A less obvious sign that it is time to consider an upgraded model is the potential energy savings. “Modern BSCs are much more energy efficient than older type ‘energy hog’ BSCs that are still using AC motors,” says Marc Dunn, technical applications specialist at Thermo Fisher Scientific. “The return on investment by switching to a new modern DC motor Class II BSC should be evaluated.”
As with many other types of lab equipment, when replacement parts for your BSC are becoming scarce or are unavailable, you’ll need to consider purchasing a new unit. Additionally, a BSC that requires repetitive servicing to keep it running or that has failed its annual NSF certification test is one that has reached the end of its life cycle, according to Dunn. But if you only need to protect a product in your lab, rather than the operators, you may not even need a BSC—another option like a clean bench may suffice.
Even if funds to purchase a new BSC are very limited, there are still quality options available. Here are a few tips for buyers on a budget:
- Take the time to do your research on the options available to ensure you get the best all-around value
- Investigate leasing programs
- If you manage an academic lab, some vendors offer special pricing
Because BSCs are capable of lasting so long, many lab managers may be unaware of the newer features of modern BSCs. According to Wasescha, the greatest improvements to BSC technology are safety, performance, and comfort. “BSCs manufactured prior to 2007 lack sophisticated airflow compensation systems that constantly monitor and adjust cabinet performance to protect both users and samples,” says Wasescha. However, today’s BSCs are “producing and maintaining precision airflows that marry sterility and safety in a consistent and energy-efficient manner,” he adds.

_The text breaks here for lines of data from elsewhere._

//! List filters and their query-string parameters.
//!
//! Unset filters are omitted; the server then applies no restriction. The
//! test list is the exception: `approved_only` is always sent because the
//! server defaults it to `true` when absent.

use serde::{Deserialize, Serialize};

use crate::enums::{DisputeStatus, PollStatus, ResourceType, Urgency};
use crate::forms::QueryPairs;

fn push<T: ToString>(pairs: &mut QueryPairs, key: &'static str, value: Option<T>) {
    if let Some(value) = value {
        pairs.push((key, value.to_string()));
    }
}

#[derive(Debug, Clone, Default, PartialEq, Eq, Serialize, Deserialize)]
pub struct ResourceFilter {
    pub project_id: Option<i64>,
    pub resource_type: Option<ResourceType>,
    pub search: Option<String>,
}

impl ResourceFilter {
    #[must_use]
    pub fn query_pairs(&self) -> QueryPairs {
        let mut pairs = Vec::new();
        push(&mut pairs, "project_id", self.project_id);
        push(&mut pairs, "resource_type", self.resource_type);
        push(
            &mut pairs,
            "search",
            self.search.as_deref().filter(|s| !s.trim().is_empty()),
        );
        pairs
    }
}

#[derive(Debug, Clone, Default, PartialEq, Eq, Serialize, Deserialize)]
pub struct PollFilter {
    pub project_id: Option<i64>,
    pub status: Option<PollStatus>,
}

impl PollFilter {
    #[must_use]
    pub fn query_pairs(&self) -> QueryPairs {
        let mut pairs = Vec::new();
        push(&mut pairs, "project_id", self.project_id);
        push(&mut pairs, "status", self.status);
        pairs
    }
}

#[derive(Debug, Clone, Default, PartialEq, Eq, Serialize, Deserialize)]
pub struct DisputeFilter {
    pub project_id: Option<i64>,
    pub status: Option<DisputeStatus>,
    pub urgency: Option<Urgency>,
}

impl DisputeFilter {
    #[must_use]
    pub fn query_pairs(&self) -> QueryPairs {
        let mut pairs = Vec::new();
        push(&mut pairs, "project_id", self.project_id);
        push(&mut pairs, "status", self.status);
        push(&mut pairs, "urgency", self.urgency);
        pairs
    }
}

#[derive(Debug, Clone, Default, PartialEq, Eq, Serialize, Deserialize)]
pub struct TestFilter {
    pub project_id: Option<i64>,
    /// Sent as `false` too; leaving it out would make the server list
    /// approved tests only.
    pub approved_only: bool,
}

impl TestFilter {
    #[must_use]
    pub fn query_pairs(&self) -> QueryPairs {
        let mut pairs = Vec::new();
        push(&mut pairs, "project_id", self.project_id);
        pairs.push(("approved_only", self.approved_only.to_string()));
        pairs
    }
}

Additionally, monitoring and documentation are important, especially in controlled, GMP environments. “Older BSCs lack the capability to adequately document process control and protection measures,” says Dunn. “High-end products for controlled environments include a touchscreen interface and connectivity functions to preserve important performance data.”

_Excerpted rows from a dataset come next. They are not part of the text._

use nexus_app::Route;
use nexus_app::pages::disputes::SideView;
use nexus_app::pages::{DisputeCard, DisputesPage};
use nexus_core::enums::DisputeSide;
use nexus_core::forms::NewDispute;

use super::shared::outcome::finish;
use super::shared::parse::{parse_enum, parse_optional, resolve_optional_project, resolve_project};
use super::shared::session::require_user;
use crate::cli::GlobalFlags;
use crate::cli::subcommands::DisputeCommands;
use crate::context::AppContext;
use crate::output::{Listing, TableRow, output_listing};
use crate::progress::with_spinner;

fn side_cell(side: &SideView) -> String {
    let marker = if side.is_winner { " (winner)" } else { "" };
    format!("{} {}% ({} votes){marker}", side.opinion, side.percent, side.votes)
}

impl TableRow for DisputeCard {
    const HEADERS: &'static [&'static str] = &[
        "id", "urgency", "status", "project", "description", "corrector", "corrected", "meta",
    ];

    fn cells(&self) -> Vec<String> {
        vec![
            self.id.to_string(),
            self.urgency_label.clone(),
            self.staff_banner.clone().unwrap_or_else(|| self.status_label.clone()),
            self.project_name.clone(),
            self.description.clone(),
            side_cell(&self.sides[0]),
            side_cell(&self.sides[1]),
            self.meta.clone(),
        ]
    }
}

/// Handle `nexus disputes`.
pub async fn handle(
    action: &DisputeCommands,
    ctx: &mut AppContext,
    flags: &GlobalFlags,
) -> anyhow::Result<()> {
    require_user(ctx, Route::Disputes).await?;
    let mut page = DisputesPage::default();

    match action {
        DisputeCommands::List {
            project,
            status,
            urgency,
        } => {
            page.filter.project_id = resolve_optional_project(ctx, project.as_deref()).await?;
            page.filter.status = parse_optional(status.as_deref())?;
            page.filter.urgency = parse_optional(urgency.as_deref())?;
            finish(with_spinner("Loading disputes", page.refresh(&mut ctx.session)).await)?;
        }
        DisputeCommands::Create {
            project,
            description,
            corrector,
            corrected,
            urgency,
        } => {
            page.form = NewDispute {
                project_id: Some(resolve_project(ctx, project).await?),
                description: description.clone(),
                corrector_opinion: corrector.clone(),
                corrected_opinion: corrected.clone(),
                urgency: parse_optional(urgency.as_deref())?.unwrap_or_default(),
            };
            finish(page.submit(&mut ctx.session).await)?;
        }
        DisputeCommands::Cast { id, side } => {
            let side: DisputeSide = parse_enum(side)?;
            finish(page.vote(&mut ctx.session, *id, side).await)?;
        }
        DisputeCommands::Decide { id, winner } => {
            let winner: DisputeSide = parse_enum(winner)?;
            if !finish(page.staff_decide(&mut ctx.session, *id, winner).await)? {
                return Ok(());
            }
        }
    }

    let view = page.view(ctx.session.auth.user());
    let mut preamble = vec![view.title.to_string()];
    if let Some(notice) = &view.staff_notice {
        preamble.push(format!("* {}: {}", notice.title, notice.body));
    }
    output_listing(
        &view,
        &Listing {
            preamble,
            rows: &view.cards,
            empty_text: view.empty_text,
        },
        flags.format,
    )
}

When shopping for a new BSC, don’t get hyper-focused looking just at the sale price. “Look for a manufacturer that provides cutting-edge innovation that won’t tire over the cabinet’s life,” says Wasescha. Also choose a manufacturer that offers post-purchase support. According to Wasescha, signs of a highly-supportive manufacturer include those that offer a warranty of at least five years, provide easily accessible technical support, and have a good reputation with certifiers who test BSCs after installation.
Other tips to keep in mind during and after the purchase of your new BSC include:
- Make sure the BSC fits the space and workflow
- Look for a BSC that includes features to support cleaning, such as a UV germicidal light and stainless-steel surfaces
- Ask questions such as what the power consumption is, if spares are readily available, cost of filters, how long the warranty is, and if you really need to exhaust to atmosphere
- Take advantage of training from the vendor once you’ve purchased the new BSC to ensure you and your staff use it properly
- Do a proper risk assessment through your biosafety office
- Consider the steps involved to safely decommission your lab’s old BSC, if needed. This may include fumigation and ensuring proper steps are taken to dispose of the instrument properly
“Try to spend as much as your budget allows to get the best device possible with the best features, simply because safety cannot—and should not—be compromised,” advises Dunn.

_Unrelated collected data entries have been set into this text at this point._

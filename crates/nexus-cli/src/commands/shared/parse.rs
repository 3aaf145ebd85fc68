use std::str::FromStr;

use nexus_core::CoreError;

use crate::context::AppContext;

/// Parse one of the domain enums; accepts `-` for `_` and any case.
pub fn parse_enum<T>(raw: &str) -> anyhow::Result<T>
where
    T: FromStr<Err = CoreError>,
{
    Ok(raw.parse::<T>()?)
}

pub fn parse_optional<T>(raw: Option<&str>) -> anyhow::Result<Option<T>>
where
    T: FromStr<Err = CoreError>,
{
    raw.map(parse_enum).transpose()
}

/// Resolve a project given by id, slug or name to its id.
pub async fn resolve_project(ctx: &mut AppContext, raw: &str) -> anyhow::Result<i64> {
    let session = &mut ctx.session;
    if session.projects.projects().is_empty() {
        session.projects.fetch_projects(&session.api).await;
    }
    session
        .projects
        .find(raw)
        .map(|project| project.id)
        .ok_or_else(|| anyhow::anyhow!("unknown project '{raw}' (see `nexus projects`)"))
}

pub async fn resolve_optional_project(
    ctx: &mut AppContext,
    raw: Option<&str>,
) -> anyhow::Result<Option<i64>> {
    match raw {
        Some(raw) => resolve_project(ctx, raw).await.map(Some),
        None => Ok(None),
    }
}
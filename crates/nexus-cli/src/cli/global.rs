use clap::ValueEnum;

/// Shared output mode across all commands.
#[derive(Clone, Copy, Debug, Eq, PartialEq, ValueEnum)]
pub enum OutputFormat {
    Table,
    Json,
    Raw,
}

/// Global flags available before or after subcommands.
#[derive(Clone, Debug)]
pub struct GlobalFlags {
    pub format: OutputFormat,
    pub quiet: bool,
    pub verbose: bool,
    pub yes: bool,
}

How to ensure a long life for your new BSC
After you’ve made a purchasing decision for a new BSC, there are two simple tips Wasescha suggests to ensure the longevity of the unit. The first is to have the BSC certified upon installation, and then at least once per year. “Certifiers are also a great resource and can advise on any issues with a BSC that may pop up later in the cabinet’s life,” explains Wasescha. The second tip is simple—clean the BSC regularly. This means after each use and immediately after any spills. Wasescha advises to also do a deep clean every few weeks.
While BSCs can run well for decades before needing replacement, features aimed at improving efficiency, safety, and ergonomics have become standard in modern models. If your BSC is more than 20 years old, it is time to evaluate how these new features could benefit your staff and lab’s workflows. It may be worth the investment.